TCS Daily


Is That All There Is?

By Ilya Shapiro - April 19, 2005 12:00 AM

With the ever-increasing retirement of Baby Boomers, the public sphere is inundated with controversies surrounding Social Security reform, prescription drug benefits, estate taxes, and other issues that, while hugely important to the nation as a whole, are most directly related to the generation whose mantra was once "don't trust anyone over 30." Yet very little is said about the flipside of this demographic shift: the gradual assumption by Generation X of the vigorous, dynamic core of American society -- and their ambivalence at this development.

Not that there's any danger of the cohort whose members spent a few years after college "finding themselves" and riding the various waves of the globalization suddenly taking over the boardrooms of the Fortune 500. Or that the Simpsons-and-Seinfeld set are secret plans to take over positions of power in media, industry, and government, rolling (gray-haired) heads from Palm Springs to Del Boca Vista. And I don't even mean that globalization and the information revolution have engineered a "great disruption" of a sort that is subverting established social and economic relations -- though that is a enticing discussion topic for another occasion.

Instead, like it or not, the doctor who treats you in the E.R., the lawyer who drafts the paperwork on the billion-dollar mergers and IPOs, the stock analyst who sways your pension fund, and the teacher who educates your kids -- and the reporter/writer/blogger who subtly influences your thinking -- are all in that age group whose name was coined by Canadian pop sociologist Douglas Copeland in a 1991 book.

And -- though it makes us sound like spoiled brats (and me narcissistic for writing about it) -- we're not happy. Or, rather, after a (relatively short) lifetime of playing by the rules, eating our greens, graduating from high school, then college, then grad school or whatever other apprenticeship takes up our early-to-mid-20s, and finally starting work in the real world, we've come to realize that there's more to life than taking an anointed spot in the meritocracy.

We were told by our parents (and Billy Joel) that if we worked hard, if we behaved, we would achieve the good life. Well, we've achieved! Achieved!! ACHIEVED!!! and now... what?

David Brooks take note: Generation X has arrived, made its presence felt, looked around, and is wondering, "Is that all there is?"

It is a conversation I keep having, or talking around, with my friends and peers -- the type of folks who 20 years ago would have been called yuppies (which label I at least am happy to wear now, if in a descriptive rather than ascriptive way). They -- we -- have everything we could ever want in this stage of life, but still we search for meaning.

Like the government lawyer who tries to have a "parallel life" as a historian. Or the reporter who's already headed up a foreign bureau and bought a condo but is looking for love in all the wrong places. Or the jet-setting consultant who makes films on the side. Or the real estate developer who used to be a filmmaker/banker/musician. Or the law school classmates who, more likely than not, will eventually be governor (or senator or attorney general) of Ohio, Montana, and South Carolina, respectively (I swear).

Of course, this overwrought tale of late-20s/early-30s overachievers' angst relates most to Purple or Blue Americans living in major cities who are at or near what we classify as the "elite" of their professions.
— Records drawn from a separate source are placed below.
//! Entity records.

use std::sync::Arc;

use healthvault_xml::Fragment;
use serde::Serialize;
use serde::ser::{SerializeStruct, Serializer};

use crate::error::ValidationReport;
use crate::path::FieldPath;
use crate::schema::SchemaDescriptor;
use crate::type_id::ThingTypeId;
use crate::values::{Entry, StructValue, Value};

/// One change applied by [`EntityRecord::apply`].
#[derive(Debug, Clone, PartialEq)]
pub enum FieldUpdate {
    Set(String, Value),
    SetAll(String, Vec<Value>),
    Push(String, Value),
    Clear(String),
}

/// A typed health record item: field values laid out by a schema
/// descriptor.
///
/// Setters validate the field they touch and reject a value that breaks its
/// constraints, leaving the record unchanged. A freshly created record is
/// empty, so completeness is only enforced on write.
#[derive(Debug, Clone)]
pub struct EntityRecord {
    schema: Arc<SchemaDescriptor>,
    body: StructValue,
    raw_fragment: Option<Fragment>,
}

impl PartialEq for EntityRecord {
    /// Compares type and field values; the raw fragment a record was read
    /// from does not take part.
    fn eq(&self, other: &Self) -> bool {
        self.schema.type_id() == other.schema.type_id() && self.body == other.body
    }
}

impl EntityRecord {
    pub fn new(schema: Arc<SchemaDescriptor>) -> Self {
        let body = StructValue::new(schema.layout());
        Self {
            schema,
            body,
            raw_fragment: None,
        }
    }

    pub(crate) fn from_parts(
        schema: Arc<SchemaDescriptor>,
        body: StructValue,
        raw_fragment: Option<Fragment>,
    ) -> Self {
        Self {
            schema,
            body,
            raw_fragment,
        }
    }

    pub fn type_id(&self) -> ThingTypeId {
        self.schema.type_id()
    }

    pub fn schema(&self) -> &Arc<SchemaDescriptor> {
        &self.schema
    }

    pub fn body(&self) -> &StructValue {
        &self.body
    }

    /// The fragment this record was last decoded from.
    pub fn raw_fragment(&self) -> Option<&Fragment> {
        self.raw_fragment.as_ref()
    }

    pub fn get(&self, name: &str) -> Option<&Value> {
        self.body.get(name)
    }

    pub fn get_all(&self, name: &str) -> Vec<&Value> {
        self.body.get_all(name)
    }

    pub fn is_present(&self, name: &str) -> bool {
        self.body.is_present(name)
    }

    pub fn set(&mut self, name: &str, value: impl Into<Value>) -> Result<(), ValidationReport> {
        let root = self.root_path();
        self.body
            .replace(name, vec![Entry::new(value.into())], &root)
    }

    pub fn set_all(&mut self, name: &str, values: Vec<Value>) -> Result<(), ValidationReport> {
        let root = self.root_path();
        let entries = values.into_iter().map(Entry::new).collect();
        self.body.replace(name, entries, &root)
    }

    pub fn push(&mut self, name: &str, value: impl Into<Value>) -> Result<(), ValidationReport> {
        let root = self.root_path();
        self.body.append(name, value.into(), &root)
    }

    /// Removes every value of `name`. Required fields cannot be cleared.
    pub fn clear(&mut self, name: &str) -> Result<(), ValidationReport> {
        let root = self.root_path();
        self.body.replace(name, Vec::new(), &root)
    }

    /// Chaining form of [`EntityRecord::set`].
    pub fn with(mut self, name: &str, value: impl Into<Value>) -> Result<Self, ValidationReport> {
        self.set(name, value)?;
        Ok(self)
    }

    /// Applies `updates` in order, all or nothing. Every failing update is
    /// reported.
    pub fn apply(
        &mut self,
        updates: impl IntoIterator<Item = FieldUpdate>,
    ) -> Result<(), ValidationReport> {
        let root = self.root_path();
        let mut staged = self.body.clone();
        let mut report = ValidationReport::new();
        for update in updates {
            let outcome = match update {
                FieldUpdate::Set(name, value) => {
                    staged.replace(&name, vec![Entry::new(value)], &root)
                }
                FieldUpdate::SetAll(name, values) => {
                    staged.replace(&name, values.into_iter().map(Entry::new).collect(), &root)
                }
                FieldUpdate::Push(name, value) => staged.append(&name, value, &root),
                FieldUpdate::Clear(name) => staged.replace(&name, Vec::new(), &root),
            };
            if let Err(errors) = outcome {
                report.extend(errors);
            }
        }
        report.into_result()?;
        self.body = staged;
        Ok(())
    }

    /// Drops preserved unknown content and the raw fragment, so the next
    /// write emits only declared fields.
    pub fn discard_unknown(&mut self) {
        self.body.discard_unknown();
        self.raw_fragment = None;
    }

    fn root_path(&self) -> FieldPath {
        FieldPath::root(self.schema.root())
    }
}

impl Serialize for EntityRecord {
    fn serialize<S: Serializer>(&self, serializer: S) -> Result<S::Ok, S::Error> {
        let mut state = serializer.serialize_struct("EntityRecord", 4)?;
        state.serialize_field("type_id", &self.schema.type_id())?;
        state.serialize_field("type_name", self.schema.name())?;
        state.serialize_field("root", self.schema.root())?;
        state.serialize_field("fields", &self.body)?;
        state.end()
    }
}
These are the people living supposedly perfect lives (or lives on course for perfection) yet feel empty, not being able to find meaning or fulfillment in either materialism or new age spiritualism, Porsches or pilates. (Red Americans, and those with less "ambitious" lifestyles, face their own issues, which I won't presume to tackle at the same time.)

Some haven't quite found a match between vocation and avocation, or feel trapped by their jobs or paper credentials. Others feel lost without a soulmate, or in relationships held together by inertia. Some can't quite put a finger on the source of their discontent. For most it's a combination.

I wish I could conclude this column with a conclusion, but there are no easy answers or solutions. Then again, neither did there seem to be when we faced uncertainty at 13 or 17 or 22. It must just be a matter of time -- till this Gen X angst morphs into whatever kind 35- to 45-year-olds face (I surmise it has something to do with marriage and children).

At least my generation doesn't have the Boomers' concerns; after all, we have the certainty that Social Security won't be there for us.

Ilya Shapiro a Washington lawyer, writes the "Dispatches from Purple America" column for TCS. His last contribution argued that markets are hip, man.